# need .bdf file converted to .dst - my computer is broke



## wtlynn (Mar 13, 2007)

Is there anyone with Brother embroidery software that could quickly convert 3 files for me? I have it saved in .bdf and need it to be .dst. Please let me know. Thank you!!!


----------



## wtlynn (Mar 13, 2007)

I got it done. Thanks anyways


----------



## nalob (Jun 23, 2011)

Hi. How did you convert the .bdf file?
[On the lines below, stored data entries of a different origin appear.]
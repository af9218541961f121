// SPDX-License-Identifier: Apache-2.0
// Copyright Open Network Fabric Authors

//! Raw byte strings carried by packet fields (payloads, TLV values, keys).

use std::fmt::Display;
use std::ops::Deref;
use std::str::FromStr;

#[derive(Debug, Clone, PartialEq, Eq, thiserror::Error)]
#[error("invalid hex string: {0}")]
pub struct BytesParseError(pub String);

/// An owned byte string, displayed as contiguous lowercase hex.
#[derive(Debug, Clone, Default, PartialEq, Eq, Hash, PartialOrd, Ord)]
pub struct Bytes(Vec<u8>);

impl Bytes {
    #[must_use]
    pub fn new(bytes: Vec<u8>) -> Self {
        Self(bytes)
    }

    /// Parse hex digits, ignoring `:` separators and an optional `0x` prefix.
    ///
    /// # Errors
    ///
    /// Fails on non-hex characters or an odd number of digits.
    pub fn from_hex(value: &str) -> Result<Self, BytesParseError> {
        let err = || BytesParseError(value.to_string());
        let trimmed = value.trim();
        let trimmed = trimmed.strip_prefix("0x").unwrap_or(trimmed);
        let digits: Vec<u8> = trimmed.bytes().filter(|b| *b != b':').collect();
        if digits.len() % 2 != 0 {
            return Err(err());
        }
        digits
            .chunks(2)
            .map(|pair| {
                let hi = (pair[0] as char).to_digit(16).ok_or_else(err)?;
                let lo = (pair[1] as char).to_digit(16).ok_or_else(err)?;
                #[allow(clippy::cast_possible_truncation)] // two hex digits fit a byte
                Ok(((hi << 4) | lo) as u8)
            })
            .collect::<Result<Vec<u8>, _>>()
            .map(Bytes)
    }

    #[must_use]
    pub fn as_slice(&self) -> &[u8] {
        &self.0
    }

    #[must_use]
    pub fn into_inner(self) -> Vec<u8> {
        self.0
    }

    /// Interpret the bytes as a big-endian unsigned integer. Inputs wider
    /// than 16 bytes do not fit and yield `None`.
    #[must_use]
    pub fn to_uint(&self) -> Option<u128> {
        (self.0.len() <= 16).then(|| {
            self.0
                .iter()
                .fold(0u128, |acc, b| (acc << 8) | u128::from(*b))
        })
    }
}

impl Deref for Bytes {
    type Target = [u8];

    fn deref(&self) -> &Self::Target {
        &self.0
    }
}

impl From<Vec<u8>> for Bytes {
    fn from(value: Vec<u8>) -> Self {
        Self(value)
    }
}

impl From<&[u8]> for Bytes {
    fn from(value: &[u8]) -> Self {
        Self(value.to_vec())
    }
}

impl FromStr for Bytes {
    type Err = BytesParseError;

    fn from_str(s: &str) -> Result<Self, Self::Err> {
        Bytes::from_hex(s)
    }
}

impl Display for Bytes {
    fn fmt(&self, f: &mut std::fmt::Formatter<'_>) -> std::fmt::Result {
        for b in &self.0 {
            write!(f, "{b:02x}")?;
        }
        Ok(())
    }
}

#[cfg(test)]
mod test {
    use super::*;
    use pretty_assertions::assert_eq;

    #[test]
    fn hex_with_and_without_separators() {
        let a = Bytes::from_hex("00:11:22:ab").unwrap();
        let b = Bytes::from_hex("001122AB").unwrap();
        let c = Bytes::from_hex("0x001122ab").unwrap();
        assert_eq!(a, b);
        assert_eq!(a, c);
        assert_eq!(a.as_slice(), &[0x00, 0x11, 0x22, 0xab]);
        assert_eq!(a.to_string(), "001122ab");
        assert_eq!(a.to_uint(), Some(0x0011_22ab));
    }

    #[test]
    fn bad_hex() {
        assert!(Bytes::from_hex("abc").is_err());
        assert!(Bytes::from_hex("zz").is_err());
        assert_eq!(Bytes::from_hex("").unwrap(), Bytes::default());
    }
}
I also have a file that needs to be converted from .bdf to something I can use. 

Thanks
Chad


----------



## buehrle (Jan 14, 2008)

send it to me and i'll try and do it sunday for you. my email is mike[USER=81172]@TH[/USER]esaltydog.net. does it have to be dst. or can you also use pes ?


----------



## nalob (Jun 23, 2011)

Hi Mike

Did you get the file?
Thank you again
Chad


----------



## mastermon1 (Feb 13, 2015)

Are you able to convert a bdf file now? I have two that need to be converted. I had the software and sold it with one of my embroidery machines. I thought I had converted all my files before giving the software over but every once in a while I find an old one that needs converted. I would be happy to pay you. I have two files that I need done asap. Thank you, Mary


----------



## mastermon1 (Feb 13, 2015)

I see that you got your files converted. Would you be able to convert 2 files for me. I sold my bes100 with one of the embroidery machines that I sold and thought all of my files were converted but I have found 2 that I need and I can't use them unless I get them converted to dst, emb or exp. Would you be able to do that? I would be happy to pay you. Mary


----------



## newyorkny4224 (Oct 26, 2011)

wtlynn said:


> I got it done. Thanks anyways


any advice I am in the same boat?


----------



## beeseengear (Jan 25, 2018)

I have a computer full of .bdf files. right now I have to save each one on a Floppy as a .dst and the transfer it to my other computer. Not bad it you have 1 or 2 designs to do, but I have 1,000's of files. Any advice how I can do them all at once? PLEASE HELP!!


----------



## LTPEMB (Jul 10, 2015)

I don't do conversion services but I do have the ability to help support and troubleshoot and occasionally fix some of the Brother software.... but its so old that some parts are fickle


----------



## Megadigitizing (Oct 1, 2014)

beeseengear said:


> I have a computer full of .bdf files. right now I have to save each one on a Floppy as a .dst and the transfer it to my other computer. Not bad it you have 1 or 2 designs to do, but I have 1,000's of files. Any advice how I can do them all at once? PLEASE HELP!!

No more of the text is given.